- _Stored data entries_
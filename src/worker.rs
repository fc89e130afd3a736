use crate::random::{RandomSource, StdRandom};
use crate::{
    halo, ChannelCommunicator, Communicator, EngineConfig, Error, LocalGrid, PartitionPlan, Result,
    Rule, SeedPolicy, UpdateEngine,
};
use log::{debug, trace};

/// One participant of a run: its partition of the grid, its link to the other workers,
/// and the engine that advances the partition.
///
/// A step is halo exchange, update, buffer swap and a barrier across all workers, so every
/// worker finishes generation `t` before any worker starts exchanging for `t + 1`.
pub struct Worker<C: Communicator, R: RandomSource> {
    comm: C,
    plan: PartitionPlan,
    grid: LocalGrid,
    engine: UpdateEngine,
    source: R,
    generation: u64,
    assembled: bool,
}

impl Worker<ChannelCommunicator, StdRandom> {
    /// Build a worker from a configuration. The grid is water until seeded or scattered.
    pub fn from_config(comm: ChannelCommunicator, config: &EngineConfig) -> Result<Self> {
        let plan = config.validate()?;
        let engine = UpdateEngine::new(Rule::new(config.shark_mortality_odds)?, config.threads)?;
        Worker::new(comm, plan, config.cols, engine, StdRandom::new(config.seed))
    }
}

impl<C, R> Worker<C, R>
where
    C: Communicator,
    R: RandomSource + Sync,
{
    pub fn new(
        comm: C,
        plan: PartitionPlan,
        cols: usize,
        engine: UpdateEngine,
        source: R,
    ) -> Result<Self> {
        if comm.size() != plan.workers() {
            return Err(Error::config(format!(
                "communicator joins {} workers but the plan has {}",
                comm.size(),
                plan.workers()
            )));
        }
        if cols == 0 {
            return Err(Error::config("grid has no columns"));
        }
        let rank = comm.rank();
        let grid = LocalGrid::with_offset(plan.rows_of(rank), cols, plan.first_row(rank))?;
        debug!(
            "worker {} owns rows {}..{} on {} thread(s)",
            rank,
            grid.first_row(),
            grid.first_row() + grid.interior_rows(),
            engine.threads()
        );
        Ok(Self {
            comm,
            plan,
            grid,
            engine,
            source,
            generation: 0,
            assembled: false,
        })
    }

    #[inline]
    pub fn rank(&self) -> usize {
        self.comm.rank()
    }

    #[inline]
    pub fn is_coordinator(&self) -> bool {
        self.rank() == 0
    }

    pub fn plan(&self) -> &PartitionPlan {
        &self.plan
    }

    pub fn grid(&self) -> &LocalGrid {
        &self.grid
    }

    pub fn grid_mut(&mut self) -> &mut LocalGrid {
        &mut self.grid
    }

    /// Number of steps taken so far.
    pub fn generation(&self) -> u64 {
        self.generation
    }

    pub fn source_mut(&mut self) -> &mut R {
        &mut self.source
    }

    pub(crate) fn comm_mut(&mut self) -> &mut C {
        &mut self.comm
    }

    pub(crate) fn replace_grid(&mut self, grid: LocalGrid) {
        self.grid = grid;
        self.assembled = true;
    }

    /// Fill this worker's interior according to `policy`.
    pub fn seed(&mut self, policy: &SeedPolicy) -> Result<()> {
        policy.validate()?;
        self.grid.seed(policy, &self.source);
        Ok(())
    }

    /// Populate the halo of the current buffer.
    pub fn exchange_halos(&mut self) -> Result<()> {
        halo::exchange(&mut self.grid, &mut self.comm)
    }

    /// Advance the whole distributed grid by one generation.
    pub fn step(&mut self) -> Result<()> {
        if self.assembled {
            return Err(Error::config(
                "this worker holds the assembled grid and can no longer step",
            ));
        }
        self.exchange_halos()?;
        self.engine
            .update(&mut self.grid, &self.source, self.generation);
        self.grid.swap_buffers();
        self.generation += 1;
        trace!("worker {} reached generation {}", self.rank(), self.generation);
        self.comm.barrier();
        Ok(())
    }

    pub fn run(&mut self, steps: u64) -> Result<()> {
        for _ in 0..steps {
            self.step()?;
        }
        Ok(())
    }
}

- _ASSIGNMENT_
Output each entry precisely as given.

- _WRITTEN ANSWER_
filename src/worker.rs
repository fc89e130afd3a736
use crate::random::{RandomSource, StdRandom};
use crate::{
    halo, ChannelCommunicator, Communicator, EngineConfig, Error, LocalGrid, PartitionPlan, Result,
    Rule, SeedPolicy, UpdateEngine,
};
use log::{debug, trace};

/// One participant of a run: its partition of the grid, its link to the other workers,
/// and the engine that advances the partition.
///
/// A step is halo exchange, update, buffer swap and a barrier across all workers, so every
/// worker finishes generation `t` before any worker starts exchanging for `t + 1`.
pub struct Worker<C: Communicator, R: RandomSource> {
    comm: C,
    plan: PartitionPlan,
    grid: LocalGrid,
    engine: UpdateEngine,
    source: R,
    generation: u64,
    assembled: bool,
}

impl Worker<ChannelCommunicator, StdRandom> {
    /// Build a worker from a configuration. The grid is water until seeded or scattered.
    pub fn from_config(comm: ChannelCommunicator, config: &EngineConfig) -> Result<Self> {
        let plan = config.validate()?;
        let engine = UpdateEngine::new(Rule::new(config.shark_mortality_odds)?, config.threads)?;
        Worker::new(comm, plan, config.cols, engine, StdRandom::new(config.seed))
    }
}

impl<C, R> Worker<C, R>
where
    C: Communicator,
    R: RandomSource + Sync,
{
    pub fn new(
        comm: C,
        plan: PartitionPlan,
        cols: usize,
        engine: UpdateEngine,
        source: R,
    ) -> Result<Self> {
        if comm.size() != plan.workers() {
            return Err(Error::config(format!(
                "communicator joins {} workers but the plan has {}",
                comm.size(),
                plan.workers()
            )));
        }
        if cols == 0 {
            return Err(Error::config("grid has no columns"));
        }
        let rank = comm.rank();
        let grid = LocalGrid::with_offset(plan.rows_of(rank), cols, plan.first_row(rank))?;
        debug!(
            "worker {} owns rows {}..{} on {} thread(s)",
            rank,
            grid.first_row(),
            grid.first_row() + grid.interior_rows(),
            engine.threads()
        );
        Ok(Self {
            comm,
            plan,
            grid,
            engine,
            source,
            generation: 0,
            assembled: false,
        })
    }

    #[inline]
    pub fn rank(&self) -> usize {
        self.comm.rank()
    }

    #[inline]
    pub fn is_coordinator(&self) -> bool {
        self.rank() == 0
    }

    pub fn plan(&self) -> &PartitionPlan {
        &self.plan
    }

    pub fn grid(&self) -> &LocalGrid {
        &self.grid
    }

    pub fn grid_mut(&mut self) -> &mut LocalGrid {
        &mut self.grid
    }

    /// Number of steps taken so far.
    pub fn generation(&self) -> u64 {
        self.generation
    }

    pub fn source_mut(&mut self) -> &mut R {
        &mut self.source
    }

    pub(crate) fn comm_mut(&mut self) -> &mut C {
        &mut self.comm
    }

    pub(crate) fn replace_grid(&mut self, grid: LocalGrid) {
        self.grid = grid;
        self.assembled = true;
    }

    /// Fill this worker's interior according to `policy`.
    pub fn seed(&mut self, policy: &SeedPolicy) -> Result<()> {
        policy.validate()?;
        self.grid.seed(policy, &self.source);
        Ok(())
    }

    /// Populate the halo of the current buffer.
    pub fn exchange_halos(&mut self) -> Result<()> {
        halo::exchange(&mut self.grid, &mut self.comm)
    }

    /// Advance the whole distributed grid by one generation.
    pub fn step(&mut self) -> Result<()> {
        if self.assembled {
            return Err(Error::config(
                "this worker holds the assembled grid and can no longer step",
            ));
        }
        self.exchange_halos()?;
        self.engine
            .update(&mut self.grid, &self.source, self.generation);
        self.grid.swap_buffers();
        self.generation += 1;
        trace!("worker {} reached generation {}", self.rank(), self.generation);
        self.comm.barrier();
        Ok(())
    }

    pub fn run(&mut self, steps: u64) -> Result<()> {
        for _ in 0..steps {
            self.step()?;
        }
        Ok(())
    }
}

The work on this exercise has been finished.